[DATA FOR THIS EXERCISE Boundary: Start]
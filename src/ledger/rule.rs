use serde::{Deserialize, Serialize};

use super::transaction::{PaymentStatus, Transaction, TransactionType};

/// Inclusive amount bounds; either side may be open.
#[derive(Debug, Clone, Copy, Serialize, Deserialize, PartialEq, Default)]
pub struct AmountRange {
    #[serde(default)]
    pub min: Option<f64>,
    #[serde(default)]
    pub max: Option<f64>,
}

impl AmountRange {
    pub fn contains(&self, amount: f64) -> bool {
        self.min.map_or(true, |min| amount >= min) && self.max.map_or(true, |max| amount <= max)
    }
}

/// Optional predicates; every one that is present must match.
#[derive(Debug, Clone, Serialize, Deserialize, PartialEq, Default)]
pub struct RuleCondition {
    #[serde(default)]
    pub transaction_type: Option<TransactionType>,
    #[serde(default)]
    pub payment_status: Option<PaymentStatus>,
    #[serde(default)]
    pub account_code: Option<String>,
    #[serde(default)]
    pub amount_range: Option<AmountRange>,
    #[serde(default)]
    pub tags: Vec<String>,
}

impl RuleCondition {
    pub fn matches(&self, txn: &Transaction) -> bool {
        self.transaction_type
            .map_or(true, |kind| kind == txn.transaction_type)
            && self.payment_status.map_or(true, |status| status == txn.status)
            && self
                .account_code
                .as_deref()
                .map_or(true, |code| code == txn.account_code)
            && self
                .amount_range
                .map_or(true, |range| range.contains(txn.amount))
            && self.tags.iter().all(|tag| txn.tags.contains(tag))
    }
}

/// Named accounts resolved through configuration.
#[derive(Debug, Clone, Copy, Serialize, Deserialize, PartialEq, Eq, Hash)]
#[serde(rename_all = "snake_case")]
pub enum DefaultAccount {
    Receivable,
    Payable,
    Cash,
    RetainedEarnings,
}

/// How one side of a generated journal picks its account.
#[derive(Debug, Clone, Serialize, Deserialize, PartialEq, Default)]
pub struct SidePattern {
    #[serde(default)]
    pub account_code: Option<String>,
    #[serde(default)]
    pub use_transaction_account: bool,
    #[serde(default)]
    pub use_payment_account: bool,
    #[serde(default)]
    pub default_account: Option<DefaultAccount>,
}

impl SidePattern {
    pub fn fixed(code: impl Into<String>) -> Self {
        Self {
            account_code: Some(code.into()),
            ..Self::default()
        }
    }

    pub fn transaction_account() -> Self {
        Self {
            use_transaction_account: true,
            ..Self::default()
        }
    }

    pub fn payment_account() -> Self {
        Self {
            use_payment_account: true,
            ..Self::default()
        }
    }

    pub fn default_account(account: DefaultAccount) -> Self {
        Self {
            default_account: Some(account),
            ..Self::default()
        }
    }

    pub fn or_default(mut self, account: DefaultAccount) -> Self {
        self.default_account = Some(account);
        self
    }
}

#[derive(Debug, Clone, Serialize, Deserialize, PartialEq, Default)]
pub struct JournalPattern {
    pub debit: SidePattern,
    pub credit: SidePattern,
}

#[derive(Debug, Clone, Serialize, Deserialize, PartialEq)]
pub struct JournalGenerationRule {
    pub id: String,
    pub name: String,
    #[serde(default)]
    pub condition: RuleCondition,
    pub pattern: JournalPattern,
    #[serde(default)]
    pub priority: i32,
    #[serde(default = "JournalGenerationRule::default_active")]
    pub is_active: bool,
    /// Registration order; breaks ties between equal priorities.
    #[serde(default)]
    pub sequence: u64,
}

impl JournalGenerationRule {
    pub fn new(
        id: impl Into<String>,
        name: impl Into<String>,
        condition: RuleCondition,
        pattern: JournalPattern,
        priority: i32,
    ) -> Self {
        Self {
            id: id.into(),
            name: name.into(),
            condition,
            pattern,
            priority,
            is_active: true,
            sequence: 0,
        }
    }

    pub fn applies_to(&self, txn: &Transaction) -> bool {
        self.is_active && self.condition.matches(txn)
    }

    fn default_active() -> bool {
        true
    }
}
[DATA FOR THIS EXERCISE Boundary: End]
* _EXERCISE INSTRUCTIONS_
Nothing in the material may change; reproduce it all.

* _SOLUTION TO THE PROBLEM_
filename src/ledger/rule.rs
use serde::{Deserialize, Serialize};

use super::transaction::{PaymentStatus, Transaction, TransactionType};

/// Inclusive amount bounds; either side may be open.
#[derive(Debug, Clone, Copy, Serialize, Deserialize, PartialEq, Default)]
pub struct AmountRange {
    #[serde(default)]
    pub min: Option<f64>,
    #[serde(default)]
    pub max: Option<f64>,
}

impl AmountRange {
    pub fn contains(&self, amount: f64) -> bool {
        self.min.map_or(true, |min| amount >= min) && self.max.map_or(true, |max| amount <= max)
    }
}

/// Optional predicates; every one that is present must match.
#[derive(Debug, Clone, Serialize, Deserialize, PartialEq, Default)]
pub struct RuleCondition {
    #[serde(default)]
    pub transaction_type: Option<TransactionType>,
    #[serde(default)]
    pub payment_status: Option<PaymentStatus>,
    #[serde(default)]
    pub account_code: Option<String>,
    #[serde(default)]
    pub amount_range: Option<AmountRange>,
    #[serde(default)]
    pub tags: Vec<String>,
}

impl RuleCondition {
    pub fn matches(&self, txn: &Transaction) -> bool {
        self.transaction_type
            .map_or(true, |kind| kind == txn.transaction_type)
            && self.payment_status.map_or(true, |status| status == txn.status)
            && self
                .account_code
                .as_deref()
                .map_or(true, |code| code == txn.account_code)
            && self
                .amount_range
                .map_or(true, |range| range.contains(txn.amount))
            && self.tags.iter().all(|tag| txn.tags.contains(tag))
    }
}

/// Named accounts resolved through configuration.
#[derive(Debug, Clone, Copy, Serialize, Deserialize, PartialEq, Eq, Hash)]
#[serde(rename_all = "snake_case")]
pub enum DefaultAccount {
    Receivable,
    Payable,
    Cash,
    RetainedEarnings,
}

/// How one side of a generated journal picks its account.
#[derive(Debug, Clone, Serialize, Deserialize, PartialEq, Default)]
pub struct SidePattern {
    #[serde(default)]
    pub account_code: Option<String>,
    #[serde(default)]
    pub use_transaction_account: bool,
    #[serde(default)]
    pub use_payment_account: bool,
    #[serde(default)]
    pub default_account: Option<DefaultAccount>,
}

impl SidePattern {
    pub fn fixed(code: impl Into<String>) -> Self {
        Self {
            account_code: Some(code.into()),
            ..Self::default()
        }
    }

    pub fn transaction_account() -> Self {
        Self {
            use_transaction_account: true,
            ..Self::default()
        }
    }

    pub fn payment_account() -> Self {
        Self {
            use_payment_account: true,
            ..Self::default()
        }
    }

    pub fn default_account(account: DefaultAccount) -> Self {
        Self {
            default_account: Some(account),
            ..Self::default()
        }
    }

    pub fn or_default(mut self, account: DefaultAccount) -> Self {
        self.default_account = Some(account);
        self
    }
}

#[derive(Debug, Clone, Serialize, Deserialize, PartialEq, Default)]
pub struct JournalPattern {
    pub debit: SidePattern,
    pub credit: SidePattern,
}

#[derive(Debug, Clone, Serialize, Deserialize, PartialEq)]
pub struct JournalGenerationRule {
    pub id: String,
    pub name: String,
    #[serde(default)]
    pub condition: RuleCondition,
    pub pattern: JournalPattern,
    #[serde(default)]
    pub priority: i32,
    #[serde(default = "JournalGenerationRule::default_active")]
    pub is_active: bool,
    /// Registration order; breaks ties between equal priorities.
    #[serde(default)]
    pub sequence: u64,
}

impl JournalGenerationRule {
    pub fn new(
        id: impl Into<String>,
        name: impl Into<String>,
        condition: RuleCondition,
        pattern: JournalPattern,
        priority: i32,
    ) -> Self {
        Self {
            id: id.into(),
            name: name.into(),
            condition,
            pattern,
            priority,
            is_active: true,
            sequence: 0,
        }
    }

    pub fn applies_to(&self, txn: &Transaction) -> bool {
        self.is_active && self.condition.matches(txn)
    }

    fn default_active() -> bool {
        true
    }
}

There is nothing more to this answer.